I quote this paper because it is a shame that for so many years someone could have deceived the public with what is obviously a way to try to amend oneself of having been part of a country which at the time of the Nazi regime was monstrous. Of course we all know that all the Germans did not sustain it, many fled their country, others chose by fear to shut their eyes to what was happening. But as the main character of the movie "Downfall", Hitler's secretary Traudl Junge, says at the beginning "to be young is not an excuse". Rost was not obliged to invent such an escape to justify the fact that he was obliged to go to war unless to be considered a deserter.

The great error in this movie is not to state very precisely at its beginning that there are events there that are not all credible even in 2001 when the movie was realized and before the debate which took place in 2010.

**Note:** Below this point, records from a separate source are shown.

//! In-memory ledger.

use async_trait::async_trait;
use dashmap::DashMap;
use router_types::{
	parse_amount, AccountId, Asset, ConfigSchema, Field, FieldType, Schema, ValidationError, U256,
};
use std::collections::BTreeMap;
use std::str::FromStr;
use std::sync::atomic::{AtomicU64, Ordering};
use tracing::debug;

use crate::{SettlementError, SettlementInterface, TransferReceipt};

/// Balances keyed by `(account, asset)`. Transfers fail rather than overdraw.
#[derive(Default)]
pub struct MemoryLedger {
	balances: DashMap<(AccountId, Asset), U256>,
	open: DashMap<String, TransferReceipt>,
	sequence: AtomicU64,
}

impl MemoryLedger {
	/// Creates an empty ledger.
	pub fn new() -> Self {
		Self::default()
	}

	/// Credits an account out of thin air; used to seed balances.
	pub fn deposit(&self, account: &AccountId, asset: Asset, amount: U256) {
		let mut balance = self.balances.entry((account.clone(), asset)).or_default();
		*balance = balance.saturating_add(amount);
	}

	/// Transfers that can still be reversed.
	pub fn open_receipts(&self) -> usize {
		self.open.len()
	}

	/// Every non-zero balance.
	pub fn snapshot(&self) -> BTreeMap<(AccountId, Asset), U256> {
		self.balances
			.iter()
			.filter(|entry| !entry.value().is_zero())
			.map(|entry| (entry.key().clone(), *entry.value()))
			.collect()
	}

	fn debit(
		&self,
		account: &AccountId,
		asset: Asset,
		amount: U256,
	) -> Result<(), SettlementError> {
		let key = (account.clone(), asset);
		let insufficient = |available: U256| SettlementError::InsufficientBalance {
			account: account.clone(),
			asset,
			needed: amount,
			available,
		};
		match self.balances.get_mut(&key) {
			Some(mut balance) => {
				if *balance < amount {
					return Err(insufficient(*balance));
				}
				*balance -= amount;
				Ok(())
			}
			None if amount.is_zero() => Ok(()),
			None => Err(insufficient(U256::ZERO)),
		}
	}

	fn move_funds(
		&self,
		asset: Asset,
		from: &AccountId,
		to: &AccountId,
		amount: U256,
	) -> Result<(), SettlementError> {
		// The debit guard is dropped before crediting; holding two shard
		// locks at once can deadlock.
		self.debit(from, asset, amount)?;
		self.deposit(to, asset, amount);
		Ok(())
	}
}

pub struct MemoryLedgerSchema;

impl ConfigSchema for MemoryLedgerSchema {
	fn validate(&self, config: &toml::Value) -> Result<(), ValidationError> {
		let schema = Schema::new(
			vec![],
			vec![Field::new("balances", FieldType::Table(Schema::new(vec![], vec![])))
				.with_validator(|value| read_balances(value).map(|_| ()))],
		);
		schema.validate(config)
	}
}

/// Parses `{ account = { asset = amount, ... }, ... }`.
fn read_balances(value: &toml::Value) -> Result<Vec<(AccountId, Asset, U256)>, String> {
	let accounts = value
		.as_table()
		.ok_or_else(|| "balances must be a table".to_string())?;

	let mut out = Vec::new();
	for (account, holdings) in accounts {
		let holdings = holdings
			.as_table()
			.ok_or_else(|| format!("balances of '{}' must be a table", account))?;
		for (asset, amount) in holdings {
			let asset = Asset::from_str(asset)
				.map_err(|e| format!("'{}' of '{}': {}", asset, account, e))?;
			let amount = parse_amount(amount).map_err(|e| format!("'{}': {}", account, e))?;
			out.push((AccountId::new(account.as_str()), asset, amount));
		}
	}
	Ok(out)
}

#[async_trait]
impl SettlementInterface for MemoryLedger {
	fn config_schema(&self) -> Box<dyn ConfigSchema> {
		Box::new(MemoryLedgerSchema)
	}

	async fn transfer(
		&self,
		asset: Asset,
		from: &AccountId,
		to: &AccountId,
		amount: U256,
	) -> Result<TransferReceipt, SettlementError> {
		self.move_funds(asset, from, to, amount)?;

		let receipt = TransferReceipt {
			id: format!("tx-{}", self.sequence.fetch_add(1, Ordering::SeqCst)),
			asset,
			from: from.clone(),
			to: to.clone(),
			amount,
		};
		debug!("{}: {} {} {} -> {}", receipt.id, amount, asset, from, to);
		self.open.insert(receipt.id.clone(), receipt.clone());
		Ok(receipt)
	}

	async fn reverse(&self, receipt: &TransferReceipt) -> Result<(), SettlementError> {
		let (_, original) = self
			.open
			.remove(&receipt.id)
			.ok_or_else(|| SettlementError::UnknownReceipt(receipt.id.clone()))?;

		if let Err(e) =
			self.move_funds(original.asset, &original.to, &original.from, original.amount)
		{
			// Still reversible once the funds come back.
			self.open.insert(original.id.clone(), original);
			return Err(e);
		}
		debug!("Reversed {}", receipt.id);
		Ok(())
	}

	async fn settle(&self, receipt: &TransferReceipt) -> Result<(), SettlementError> {
		self.open
			.remove(&receipt.id)
			.map(|_| ())
			.ok_or_else(|| SettlementError::UnknownReceipt(receipt.id.clone()))
	}

	async fn balance(&self, asset: Asset, account: &AccountId) -> Result<U256, SettlementError> {
		Ok(self
			.balances
			.get(&(account.clone(), asset))
			.map(|b| *b)
			.unwrap_or_default())
	}
}

/// Factory function to create an in-memory ledger from configuration.
///
/// Configuration parameters:
/// - `balances`: optional opening balances, `{ account = { asset = amount } }`
pub fn create_settlement(
	config: &toml::Value,
) -> Result<Box<dyn SettlementInterface>, SettlementError> {
	MemoryLedgerSchema
		.validate(config)
		.map_err(|e| SettlementError::InvalidConfig(e.to_string()))?;

	let ledger = MemoryLedger::new();
	if let Some(balances) = config.get("balances") {
		for (account, asset, amount) in
			read_balances(balances).map_err(SettlementError::InvalidConfig)?
		{
			ledger.deposit(&account, asset, amount);
		}
	}
	Ok(Box::new(ledger))
}

#[cfg(test)]
mod tests {
	use super::*;
	use router_types::Address;

	fn eth() -> Asset {
		Asset::NATIVE
	}

	fn dai() -> Asset {
		Asset(Address::repeat_byte(0xda))
	}

	fn alice() -> AccountId {
		AccountId::new("alice")
	}

	fn bob() -> AccountId {
		AccountId::new("bob")
	}

	#[tokio::test]
	async fn test_transfer_and_reverse() {
		let ledger = MemoryLedger::new();
		ledger.deposit(&alice(), eth(), U256::from(100));
		let before = ledger.snapshot();

		let receipt = ledger
			.transfer(eth(), &alice(), &bob(), U256::from(30))
			.await
			.unwrap();
		assert_eq!(ledger.balance(eth(), &alice()).await.unwrap(), U256::from(70));
		assert_eq!(ledger.balance(eth(), &bob()).await.unwrap(), U256::from(30));

		ledger.reverse(&receipt).await.unwrap();
		assert_eq!(ledger.snapshot(), before);
		assert_eq!(
			ledger.reverse(&receipt).await,
			Err(SettlementError::UnknownReceipt(receipt.id.clone()))
		);
	}

	#[tokio::test]
	async fn test_settled_transfer_is_final() {
		let ledger = MemoryLedger::new();
		ledger.deposit(&alice(), eth(), U256::from(100));
		let receipt = ledger
			.transfer(eth(), &alice(), &bob(), U256::from(30))
			.await
			.unwrap();
		assert_eq!(ledger.open_receipts(), 1);

		ledger.settle(&receipt).await.unwrap();
		assert_eq!(ledger.open_receipts(), 0);
		assert_eq!(
			ledger.reverse(&receipt).await,
			Err(SettlementError::UnknownReceipt(receipt.id.clone()))
		);
		assert_eq!(ledger.balance(eth(), &bob()).await.unwrap(), U256::from(30));
	}

	#[tokio::test]
	async fn test_overdraw_rejected() {
		let ledger = MemoryLedger::new();
		ledger.deposit(&alice(), eth(), U256::from(5));
		let err = ledger
			.transfer(eth(), &alice(), &bob(), U256::from(6))
			.await
			.unwrap_err();
		assert!(matches!(
			err,
			SettlementError::InsufficientBalance { available, .. } if available == U256::from(5)
		));
		assert!(ledger
			.transfer(dai(), &bob(), &alice(), U256::from(1))
			.await
			.is_err());
		// Zero transfers from empty accounts are fine.
		assert!(ledger
			.transfer(dai(), &bob(), &alice(), U256::ZERO)
			.await
			.is_ok());
	}

	#[tokio::test]
	async fn test_reverse_waits_for_funds() {
		let ledger = MemoryLedger::new();
		ledger.deposit(&alice(), eth(), U256::from(10));
		let receipt = ledger
			.transfer(eth(), &alice(), &bob(), U256::from(10))
			.await
			.unwrap();
		ledger
			.transfer(eth(), &bob(), &AccountId::new("carol"), U256::from(10))
			.await
			.unwrap();

		assert!(ledger.reverse(&receipt).await.is_err());
		ledger.deposit(&bob(), eth(), U256::from(10));
		assert!(ledger.reverse(&receipt).await.is_ok());
	}

	#[tokio::test]
	async fn test_factory_seeds_balances() {
		let config: toml::Value = toml::from_str(&format!(
			r#"
[balances.alice]
"{}" = "1000000000000000000"
"{}" = 42
"#,
			eth(),
			dai()
		))
		.unwrap();
		let ledger = create_settlement(&config).unwrap();
		assert_eq!(
			ledger.balance(eth(), &alice()).await.unwrap(),
			U256::from(10u64).pow(U256::from(18))
		);
		assert_eq!(ledger.balance(dai(), &alice()).await.unwrap(), U256::from(42));

		let bad: toml::Value = toml::from_str("[balances.alice]\nnot-an-asset = 1").unwrap();
		assert!(create_settlement(&bad).is_err());
	}
}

We know of course that there has been unbelievable acts of courage and or feats during the war, incredible and successful attempts of evasion (many movies have been based on these), but here the accumulation of feats reaches such a level that it is totally impossible for a man to achieve them. Moreover as stated in the paper above, the author of the book lied deliberately on the dates of his liberation which was not an escape so.

This being said , the movie is superb on all counts. Great acting, Bernhard Bettermann makes a great impersonation of Forell, the three little girls who play the role of his daughter are great especially the first one very moving in the scene in the railway station. Anatoliy Kotenyov in the role of Kamenev is also great in this sadistic role. The sets and the photography as well as the music is also very good.

There are some goofs mentioned here and as Wikipedia again states it a major one:

"In a scene of Forell's meeting with the Iranian police chief in the latter's office, there are a number of mismatches between what is shown and the situation prevailing in Iran prior to 1979 revolution. The police chief is shown bearded and is wearing an olive green uniform, while the face of the Iranian military personnel used to be clean-shaven and the police uniform was dark blue at the time. In addition, a picture of Dome of the Rock was hanging on the wall, while at that time the Iranian regime was not a supporter of the Palestinian cause. On the contrary, at the time hanging a picture of the Iranian king (the Shah) was obligatory in all government offices, which is not the case in the film."

Of course a majority of the viewers will not notice them unless they are professional historians or politicians.

All in all this is a very good movie, worth seeing but with in the back of the viewer's mind that it is for a majority of it pure fiction.